#### Data for the task:
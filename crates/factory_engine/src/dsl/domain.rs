//! State-domain access masks.
//!
//! Ops declare the domains they touch; effects declare the domains they
//! allow. The pipeline's `run` refuses (at compile time) any op whose mask
//! is not a subset of the effect's.

use bitflags::bitflags;

bitflags! {
    #[derive(Debug, Clone, Copy, PartialEq, Eq)]
    pub struct Domains: u8 {
        /// Global state: weather, future sight, wish.
        const FIELD = 1 << 0;
        /// Per-team state: screens, hazards.
        const SIDE = 1 << 1;
        /// Per-position state: stat stages, volatiles.
        const SLOT = 1 << 2;
        /// Per-pokemon state: HP, status, PP.
        const MON = 1 << 3;
        /// Scoped scratch with no persistence (damage parameter payloads).
        const TRANSIENT = 1 << 4;
    }
}

/// Pre-combined masks for the common effect shapes.
pub mod domains {
    use super::Domains;

    /// Damage/secondary effects touching slot and mon state (most moves).
    pub const PURE: Domains = Domains::SLOT.union(Domains::MON);
    /// Weather-reading damage effects.
    pub const WEATHER: Domains = Domains::FIELD.union(PURE);
    /// Screen and hazard effects.
    pub const SCREEN: Domains = Domains::SIDE;
    /// Pure status application.
    pub const STATUS: Domains = Domains::MON;
    /// Pure stat-stage manipulation.
    pub const STAT_CHANGE: Domains = Domains::SLOT;
    /// Everything (Baton Pass and friends).
    pub const ALL: Domains = Domains::FIELD
        .union(Domains::SIDE)
        .union(Domains::SLOT)
        .union(Domains::MON)
        .union(Domains::TRANSIENT);
}

#[cfg(test)]
mod tests {
    use super::*;

    #[test]
    fn pure_covers_slot_and_mon_only() {
        assert!(domains::PURE.contains(Domains::SLOT));
        assert!(domains::PURE.contains(Domains::MON));
        assert!(!domains::PURE.contains(Domains::FIELD));
        assert!(!domains::PURE.contains(Domains::SIDE));
    }

    #[test]
    fn subset_checks_via_bits() {
        let op = Domains::SLOT;
        assert_eq!(op.bits() & !domains::PURE.bits(), 0);
        let field_op = Domains::FIELD;
        assert_ne!(field_op.bits() & !domains::PURE.bits(), 0);
    }
}
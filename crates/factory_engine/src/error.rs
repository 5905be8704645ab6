//! Engine errors.
//!
//! These are action-validation and setup errors surfaced to the host.
//! In-battle move failures (screen already up, stat at its clamp, immunity)
//! are not errors: they live in `EffectResult` and the turn continues.

use thiserror::Error;

#[derive(Debug, Clone, Copy, PartialEq, Eq, Error)]
pub enum EngineError {
    /// Battle Factory forbids fleeing; RUN is rejected at the edge.
    #[error("running is not allowed in a factory battle")]
    RunNotAllowed,

    #[error("move index {0} is out of range")]
    InvalidMoveIndex(u8),

    #[error("move slot {0} has no PP remaining")]
    NoPpRemaining(u8),

    /// A Choice item locks its holder into the first move it used.
    #[error("holder is choice-locked into a different move")]
    ChoiceLocked,

    #[error("party index {0} is not a valid switch target")]
    InvalidSwitchTarget(u8),

    /// The active pokemon fainted and a replacement is available; the only
    /// legal action is a switch.
    #[error("fainted active pokemon must be replaced")]
    FaintedActorMustSwitch,

    #[error("a team needs between 1 and 6 members, got {0}")]
    InvalidTeamSize(usize),

    #[error("the battle is already decided")]
    BattleOver,
}
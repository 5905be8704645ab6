//! Item event payloads.
//!
//! Handlers may read the context but mutate only their event payload; the
//! firing boundary is responsible for folding the payload back into real
//! state. That keeps every handler trivially composable and leaves the
//! calculation kernels pure.

/// Fires on the AccuracyResolved -> DamageCalculated boundary, before the
/// damage kernel reads its inputs. Fired once for each role's held item;
/// `holder_is_attacker` tells the handler whose item is being consulted.
#[derive(Debug, Clone, Copy)]
pub struct PreDamageCalcEvent {
    pub attack: u16,
    pub defense: u16,
    pub crit_stage: u8,
    pub power: u16,
    pub holder_is_attacker: bool,
}

/// Fires on the DamageCalculated -> DamageApplied boundary, before the HP
/// commit. `defender_hp` is read-only context for the fatal check.
#[derive(Debug, Clone, Copy)]
pub struct PreDamageApplyEvent {
    pub damage: u16,
    pub defender_hp: u16,
    pub survived_fatal: bool,
}

/// Fires when a transition crosses the EffectApplied boundary after damage
/// was committed. The first three fields are read-only context.
#[derive(Debug, Clone, Copy)]
pub struct PostDamageApplyEvent {
    pub damage_dealt: u16,
    pub was_critical: bool,
    pub target_fainted: bool,

    pub attacker_heal: u16,
    pub attacker_recoil: u16,
    pub cause_flinch: bool,
}

/// Fires per slot on the TurnGenesis -> PriorityDetermined boundary.
#[derive(Debug, Clone, Copy, Default)]
pub struct TurnStartEvent {
    pub priority_boost: bool,
}

/// Fires per surviving slot on the ActionsResolved -> TurnEnd boundary.
#[derive(Debug, Clone, Copy, Default)]
pub struct TurnEndEvent {
    pub heal_amount: u16,
    pub damage_amount: u16,
}
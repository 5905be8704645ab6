//! Pipeline stages as zero-sized type-state tags.
//!
//! Progression:
//!
//! ```text
//! Genesis -> AccuracyResolved -> DamageCalculated -> DamageApplied
//!         -> EffectApplied -> FaintChecked -> Terminus
//! ```
//!
//! Ops declare an input and an output stage. An op may run once the
//! pipeline has reached (or passed) its input stage; stages in between may
//! be skipped when the intervening state is irrelevant (a status-only
//! effect jumps Genesis straight to EffectApplied).
//!
//! The ordering is a trait lattice: `B: AtLeast<A>` holds exactly when
//! `A` precedes or equals `B`, generated below for every legal pair so the
//! bound resolves on stable Rust with a plain where-clause.

mod sealed {
    pub trait Sealed {}
}

pub trait Stage: sealed::Sealed + 'static {
    const RANK: u8;
    const NAME: &'static str;
}

/// `Self` has reached (or passed) stage `S`.
pub trait AtLeast<S: Stage>: Stage {}

macro_rules! declare_stages {
    ($(($stage:ident, $rank:expr, $doc:literal)),+ $(,)?) => {
        $(
            #[doc = $doc]
            pub struct $stage;

            impl sealed::Sealed for $stage {}

            impl Stage for $stage {
                const RANK: u8 = $rank;
                const NAME: &'static str = stringify!($stage);
            }
        )+
    };
}

declare_stages!(
    (Genesis, 0, "Before any effect logic has run."),
    (AccuracyResolved, 1, "The accuracy check has been performed."),
    (DamageCalculated, 2, "The damage value has been computed."),
    (DamageApplied, 3, "Damage has been committed to the target."),
    (EffectApplied, 4, "Secondary effects have been applied."),
    (FaintChecked, 5, "Faint checks have been performed."),
    (Terminus, 6, "The effect is complete."),
);

// Generate the ordering lattice: the head stage is `AtLeast` itself and
// every later stage is `AtLeast` the head; recurse on the tail.
macro_rules! impl_stage_order {
    () => {};
    ($first:ident $(, $rest:ident)*) => {
        impl AtLeast<$first> for $first {}
        $(impl AtLeast<$first> for $rest {})*
        impl_stage_order!($($rest),*);
    };
}

impl_stage_order!(
    Genesis,
    AccuracyResolved,
    DamageCalculated,
    DamageApplied,
    EffectApplied,
    FaintChecked,
    Terminus
);

#[cfg(test)]
mod tests {
    use super::*;

    fn assert_reached<Later: AtLeast<Earlier>, Earlier: Stage>() {}

    #[test]
    fn ranks_are_strictly_ordered() {
        let ranks = [
            Genesis::RANK,
            AccuracyResolved::RANK,
            DamageCalculated::RANK,
            DamageApplied::RANK,
            EffectApplied::RANK,
            FaintChecked::RANK,
            Terminus::RANK,
        ];
        for pair in ranks.windows(2) {
            assert!(pair[0] < pair[1]);
        }
    }

    #[test]
    fn lattice_compiles_for_legal_pairs() {
        assert_reached::<Genesis, Genesis>();
        assert_reached::<Terminus, Genesis>();
        assert_reached::<EffectApplied, DamageApplied>();
        assert_reached::<FaintChecked, FaintChecked>();
        // The illegal direction (e.g. Genesis: AtLeast<Terminus>) fails to
        // compile, which is the property under test.
    }
}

#### Activity:
Would you please copy exactly the part of the entries above that begins at the line containing "pub struct Domains: u8" and ends at the line containing "Weather-reading damage effects.", both lines included?

#### Answer:
    pub struct Domains: u8 {
        /// Global state: weather, future sight, wish.
        const FIELD = 1 << 0;
        /// Per-team state: screens, hazards.
        const SIDE = 1 << 1;
        /// Per-position state: stat stages, volatiles.
        const SLOT = 1 << 2;
        /// Per-pokemon state: HP, status, PP.
        const MON = 1 << 3;
        /// Scoped scratch with no persistence (damage parameter payloads).
        const TRANSIENT = 1 << 4;
    }
}

/// Pre-combined masks for the common effect shapes.
pub mod domains {
    use super::Domains;

    /// Damage/secondary effects touching slot and mon state (most moves).
    pub const PURE: Domains = Domains::SLOT.union(Domains::MON);
    /// Weather-reading damage effects.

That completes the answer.